As part of Thru-Hiker's continuing
evaluation of backpacking stoves and their objective performance,
this study showsn the way that stove weight fluctuates over time
on a 28 day fuel resupply.
The top line graph shows
the weight of the stove and remaining fuel day by day. The bar chart
shows the cumulative weight of your stove and fuel as a function
of time. It was determined by adding the base weight of the stove
and remaining fuel for each day of the trip. It assumes that you
use your stove once per day to heat two cups of water to a boil.
The canister stove weights were determined from a new 7.8 oz canister.
In previous tests, all canister stoves using the standard thread
size (Primus, MSR, SnowPeak) tested had the same efficiency.
can see that the clear loser here is the whisperlite with a total
weight carried over time of 595 oz / 28 days, which averages 21
oz per day. Though it is one of the most efficient of the stoves
(.25 oz fuel/pint boiled), the fact that the stove, bottle, and
pump weigh so much more than the other stoves really adds up over
time. The double wall stove's relatively poor efficiency adds up
over time, despite the fact that the weight of the stove itself
is very small: 415 oz / 28 days = 16.6 oz/day average. The canister
stove and cat stove are neck and neck, a testament to the efficiency
of this homemade stove, at 12.4 oz/day and 11.5 oz/day respectively.

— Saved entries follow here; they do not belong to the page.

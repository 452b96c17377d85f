use chrono::Utc;
use diesel::connection::SimpleConnection;
use diesel::prelude::*;
use diesel::result::{DatabaseErrorKind, Error as DieselError};

use crate::errors::ApiError;
use crate::models::{
    Booking, Conference, ConferenceChanges, ConferenceInput, ConferenceUpdate, Employee,
    EmployeeChanges, EmployeeInput, EmployeeUpdate, NewConference, NewEmployee,
};

// Booking rows cascade away with either parent. The conference_bookings audit
// table is retained from earlier deployments; nothing reads or writes it.
const SCHEMA_SQL: &str = "
CREATE TABLE IF NOT EXISTS conferences (
    id SERIAL PRIMARY KEY,
    name VARCHAR(255) NOT NULL,
    date DATE NOT NULL,
    location VARCHAR(255) NOT NULL,
    description TEXT,
    created_at TIMESTAMP NOT NULL,
    updated_at TIMESTAMP NOT NULL
);

CREATE TABLE IF NOT EXISTS employees (
    id SERIAL PRIMARY KEY,
    name VARCHAR(100) NOT NULL,
    email VARCHAR(100) NOT NULL UNIQUE,
    department VARCHAR(100) NOT NULL,
    position VARCHAR(100) NOT NULL,
    phone VARCHAR(20),
    created_at TIMESTAMP NOT NULL,
    updated_at TIMESTAMP NOT NULL
);

CREATE TABLE IF NOT EXISTS employee_conference (
    employee_id INTEGER NOT NULL REFERENCES employees (id) ON DELETE CASCADE,
    conference_id INTEGER NOT NULL REFERENCES conferences (id) ON DELETE CASCADE,
    PRIMARY KEY (employee_id, conference_id)
);

CREATE TABLE IF NOT EXISTS conference_bookings (
    id SERIAL PRIMARY KEY,
    conference_id INTEGER NOT NULL,
    employee_id INTEGER NOT NULL,
    booking_date TIMESTAMP NOT NULL
);
";

/// Idempotent DDL run at boot, before the server accepts requests.
pub fn ensure_schema(conn: &mut PgConnection) -> QueryResult<()> {
    conn.batch_execute(SCHEMA_SQL)
}

pub fn list_conferences(conn: &mut PgConnection) -> Result<Vec<Conference>, ApiError> {
    use crate::schema::conferences::dsl::{conferences, id};

    let rows = conferences
        .order(id.asc())
        .select(Conference::as_select())
        .load(conn)?;
    Ok(rows)
}

pub fn create_conference(
    conn: &mut PgConnection,
    input: ConferenceInput,
) -> Result<Conference, ApiError> {
    use crate::schema::conferences::dsl::conferences;

    let now = Utc::now().naive_utc();
    let new_conference = NewConference {
        name: input.name,
        date: input.date,
        location: input.location,
        description: input.description,
        created_at: now,
        updated_at: now,
    };

    let created = diesel::insert_into(conferences)
        .values(&new_conference)
        .get_result::<Conference>(conn)?;
    Ok(created)
}

pub fn find_conference(
    conn: &mut PgConnection,
    conference_id: i32,
) -> Result<Option<Conference>, ApiError> {
    use crate::schema::conferences::dsl::conferences;

    let conference = conferences
        .find(conference_id)
        .select(Conference::as_select())
        .first(conn)
        .optional()?;
    Ok(conference)
}

pub fn update_conference(
    conn: &mut PgConnection,
    conference_id: i32,
    update: ConferenceUpdate,
) -> Result<Conference, ApiError> {
    use crate::schema::conferences::dsl::conferences;

    let changes = ConferenceChanges {
        name: update.name,
        date: update.date,
        location: update.location,
        description: update.description,
        updated_at: Utc::now().naive_utc(),
    };

    diesel::update(conferences.find(conference_id))
        .set(&changes)
        .get_result::<Conference>(conn)
        .optional()?
        .ok_or(ApiError::not_found("Conference"))
}

pub fn delete_conference(conn: &mut PgConnection, conference_id: i32) -> Result<(), ApiError> {
    use crate::schema::conferences::dsl::conferences;

    let deleted = diesel::delete(conferences.find(conference_id)).execute(conn)?;
    if deleted == 0 {
        return Err(ApiError::not_found("Conference"));
    }
    Ok(())
}

pub fn list_employees(conn: &mut PgConnection) -> Result<Vec<Employee>, ApiError> {
    use crate::schema::employees::dsl::{employees, id};

    let rows = employees
        .order(id.asc())
        .select(Employee::as_select())
        .load(conn)?;
    Ok(rows)
}

pub fn create_employee(
    conn: &mut PgConnection,
    input: EmployeeInput,
) -> Result<Employee, ApiError> {
    use crate::schema::employees::dsl::employees;

    let now = Utc::now().naive_utc();
    let new_employee = NewEmployee {
        name: input.name,
        email: input.email,
        department: input.department,
        position: input.position,
        phone: input.phone,
        created_at: now,
        updated_at: now,
    };

    diesel::insert_into(employees)
        .values(&new_employee)
        .get_result::<Employee>(conn)
        .map_err(email_conflict)
}

pub fn find_employee(
    conn: &mut PgConnection,
    employee_id: i32,
) -> Result<Option<Employee>, ApiError> {
    use crate::schema::employees::dsl::employees;

    let employee = employees
        .find(employee_id)
        .select(Employee::as_select())
        .first(conn)
        .optional()?;
    Ok(employee)
}

pub fn update_employee(
    conn: &mut PgConnection,
    employee_id: i32,
    update: EmployeeUpdate,
) -> Result<Employee, ApiError> {
    use crate::schema::employees::dsl::employees;

    let changes = EmployeeChanges {
        name: update.name,
        email: update.email,
        department: update.department,
        position: update.position,
        phone: update.phone,
        updated_at: Utc::now().naive_utc(),
    };

    diesel::update(employees.find(employee_id))
        .set(&changes)
        .get_result::<Employee>(conn)
        .optional()
        .map_err(email_conflict)?
        .ok_or(ApiError::not_found("Employee"))
}

pub fn delete_employee(conn: &mut PgConnection, employee_id: i32) -> Result<(), ApiError> {
    use crate::schema::employees::dsl::employees;

    let deleted = diesel::delete(employees.find(employee_id)).execute(conn)?;
    if deleted == 0 {
        return Err(ApiError::not_found("Employee"));
    }
    Ok(())
}

/// The conference is checked before the employee; error reporting depends on
/// this order. A concurrent insert of the same pair loses against the
/// composite primary key and surfaces as the same conflict as the pre-check.
pub fn create_booking(
    conn: &mut PgConnection,
    conference_id: i32,
    employee_id: i32,
) -> Result<Booking, ApiError> {
    conn.transaction(|conn| {
        if find_conference(conn, conference_id)?.is_none() {
            return Err(ApiError::not_found("Conference"));
        }
        if find_employee(conn, employee_id)?.is_none() {
            return Err(ApiError::not_found("Employee"));
        }

        use crate::schema::employee_conference::dsl::employee_conference;

        let existing = employee_conference
            .find((employee_id, conference_id))
            .select(Booking::as_select())
            .first(conn)
            .optional()?;
        if existing.is_some() {
            return Err(duplicate_booking());
        }

        let booking = Booking {
            employee_id,
            conference_id,
        };
        diesel::insert_into(employee_conference)
            .values(&booking)
            .execute(conn)
            .map_err(|e| match e {
                DieselError::DatabaseError(DatabaseErrorKind::UniqueViolation, _) => {
                    duplicate_booking()
                }
                other => ApiError::from(other),
            })?;
        Ok(booking)
    })
}

pub fn cancel_booking(
    conn: &mut PgConnection,
    conference_id: i32,
    employee_id: i32,
) -> Result<(), ApiError> {
    use crate::schema::employee_conference::dsl::employee_conference;

    let deleted =
        diesel::delete(employee_conference.find((employee_id, conference_id))).execute(conn)?;
    if deleted == 0 {
        return Err(ApiError::not_found("Booking"));
    }
    Ok(())
}

pub fn list_bookings(conn: &mut PgConnection) -> Result<Vec<Booking>, ApiError> {
    use crate::schema::employee_conference;

    let rows = employee_conference::table
        .order(employee_conference::conference_id.asc())
        .select(Booking::as_select())
        .load(conn)?;
    Ok(rows)
}

pub fn conferences_for_employee(
    conn: &mut PgConnection,
    employee_id: i32,
) -> Result<Vec<Conference>, ApiError> {
    use crate::schema::{conferences, employee_conference};

    if find_employee(conn, employee_id)?.is_none() {
        return Err(ApiError::not_found("Employee"));
    }

    let rows = employee_conference::table
        .inner_join(conferences::table)
        .filter(employee_conference::employee_id.eq(employee_id))
        .select(Conference::as_select())
        .load(conn)?;
    Ok(rows)
}

pub fn attendees_for_conference(
    conn: &mut PgConnection,
    conference_id: i32,
) -> Result<Vec<Employee>, ApiError> {
    use crate::schema::{employee_conference, employees};

    if find_conference(conn, conference_id)?.is_none() {
        return Err(ApiError::not_found("Conference"));
    }

    let rows = employee_conference::table
        .inner_join(employees::table)
        .filter(employee_conference::conference_id.eq(conference_id))
        .select(Employee::as_select())
        .load(conn)?;
    Ok(rows)
}

fn duplicate_booking() -> ApiError {
    ApiError::conflict("employee is already booked into this conference")
}

fn email_conflict(e: DieselError) -> ApiError {
    match e {
        DieselError::DatabaseError(DatabaseErrorKind::UniqueViolation, _) => {
            ApiError::conflict("an employee with this email already exists")
        }
        other => ApiError::from(other),
    }
}
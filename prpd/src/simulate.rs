use connection::{
    ConnectionConfig, ConnectionError, ConnectionFactory, ConnectionKind, Producer, QueueSender,
};
use prpd_core::{ChartDefinition, ChartMessage, DrainReport, PrpdEngine};
use rand::rngs::StdRng;
use rand::{Rng, SeedableRng};
use std::thread;
use std::time::Duration;

const NOISE_FLOOR: f64 = -70.0;
const NOISE_SPREAD: f64 = 2.5;
// Peak deviation of the power-frequency baseline riding under the noise.
const BASELINE_SWING: f64 = 3.0;
// Discharges cluster on the rising flanks of both half-cycles.
const PD_WINDOWS: [(f64, f64); 2] = [(30.0, 100.0), (210.0, 280.0)];
const PD_PROBABILITY: f64 = 0.08;
const DRAIN_BUDGET: usize = 64;

/// Synthetic partial-discharge source producing one cycle per call.
pub struct PdSource {
    rng: StdRng,
    phases: Vec<f64>,
}

impl PdSource {
    pub fn new(definition: &ChartDefinition, seed: Option<u64>) -> Self {
        let rng = match seed {
            Some(seed) => StdRng::seed_from_u64(seed),
            None => StdRng::from_entropy(),
        };
        let axis = definition.phase_axis;
        let phases = (0..axis.point_count)
            .map(|i| axis.phase_at(i).rem_euclid(360.0))
            .collect();
        Self { rng, phases }
    }

    pub fn next_cycle(&mut self) -> Vec<f64> {
        let mut cycle = Vec::with_capacity(self.phases.len());
        for &phase in &self.phases {
            let baseline = NOISE_FLOOR + BASELINE_SWING * phase.to_radians().sin();
            let mut value = baseline + self.rng.gen_range(-NOISE_SPREAD..NOISE_SPREAD);
            let in_window = PD_WINDOWS
                .iter()
                .any(|&(start, end)| phase >= start && phase <= end);
            if in_window && self.rng.gen_bool(PD_PROBABILITY) {
                value = self.rng.gen_range(-58.0..-32.0);
            }
            cycle.push(value);
        }
        cycle
    }
}

fn spawn_producer(
    mut source: PdSource,
    sender: QueueSender<ChartMessage>,
    cycles: usize,
    interval: Duration,
) -> thread::JoinHandle<usize> {
    thread::spawn(move || {
        let mut sent = 0;
        for _ in 0..cycles {
            match sender.send(ChartMessage::Cycle(source.next_cycle())) {
                Ok(()) => sent += 1,
                Err(ConnectionError::QueueFull) => continue,
                Err(err) => {
                    log::warn!("producer stopped: {err}");
                    break;
                }
            }
            if !interval.is_zero() {
                thread::sleep(interval);
            }
        }
        sent
    })
}

pub struct SimulationOutcome {
    pub engine: PrpdEngine,
    pub report: DrainReport,
    pub produced: usize,
}

/// Streams `cycles` synthetic cycles from a producer thread into a fresh engine.
pub fn run_simulation(
    definition: &ChartDefinition,
    cycles: usize,
    seed: Option<u64>,
    interval: Duration,
) -> Result<SimulationOutcome, Box<dyn std::error::Error>> {
    let mut engine = PrpdEngine::new(definition)?;
    let config = ConnectionConfig {
        kind: ConnectionKind::Blocking,
        queue_capacity: definition.engine.max_cycles.max(1),
    };
    let (sender, receiver) = ConnectionFactory::create::<ChartMessage>(&config);
    let producer = spawn_producer(PdSource::new(definition, seed), sender, cycles, interval);

    let mut total = DrainReport::default();
    loop {
        let report = engine.drain(&receiver, DRAIN_BUDGET);
        total.cycles_accepted += report.cycles_accepted;
        total.cycles_rejected += report.cycles_rejected;
        total.range_changes += report.range_changes;
        total.resets += report.resets;
        if report.disconnected {
            total.disconnected = true;
            break;
        }
        if report.messages() == 0 {
            thread::sleep(Duration::from_millis(1));
        }
    }

    let produced = producer
        .join()
        .map_err(|_| "producer thread panicked")?;
    log::info!(
        "simulation finished: {produced} produced, {} accepted",
        total.cycles_accepted
    );
    Ok(SimulationOutcome {
        engine,
        report: total,
        produced,
    })
}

The surprise winner here is the Esbit stove at 7 oz/day. It consumes
the same mass of fuel as the most efficient of the stoves (canister
and white gas- .25 oz/pint boiled) but only weighs 3 oz.
thru-hikers have the opportunity to pick up some more fuel every
five days or so. It can be a pain to have to search down fuel at
every town stop, though, so most carry enough fuel to last for a
few stops. Nevertheless, it is possible to carry a smaller volume
of alcohol, fewer esbits, or a smaller 3.5 oz canister instead of
the 28 day supply.
Bottom Line: your choice of stove depends upon a few factors:
how well you can put up with the "fiddle factor", fuel
availability, the weather, and trip length. Of the three lightest
options (Cat, Esbit, and Canister stoves), none perform particularly
well in winter conditions. Even in temperatures around freezing,
the Cat and Esbit stoves will not perform particularly well. In
milder temperatures, however, the canister stove has the most hassle
free operation. Esbit will be the most affected by windy conditions,
and will cost the most to operate (about .25/day). The cat stove
has least expensive and most environmentally friendly fuel. Personally,
on a long distance hike I tire of having to fiddle with any piece
of gear and tracking down fuel, and go with the trouble-free, fast
cooking canister stove. Nevertheless, any one of these three stoves
would be a good choice. The whisperlite, despite being a well made
and solid performing stove, gets an enthusiastic thumbs down for
weight conscious long distance hikers.
Stoveless Can Be Heavier
There are a lot of people that are of the mind that not carrying a stove saves weight. I don't disagree with the concept; however, many of the no-cook foods then carried by the stoveless hikers end up being so much heavier due to water content that their weight savings dissolve. If you're considering going stoveless, do the math beforehand to make sure that it actually is going to be lighter.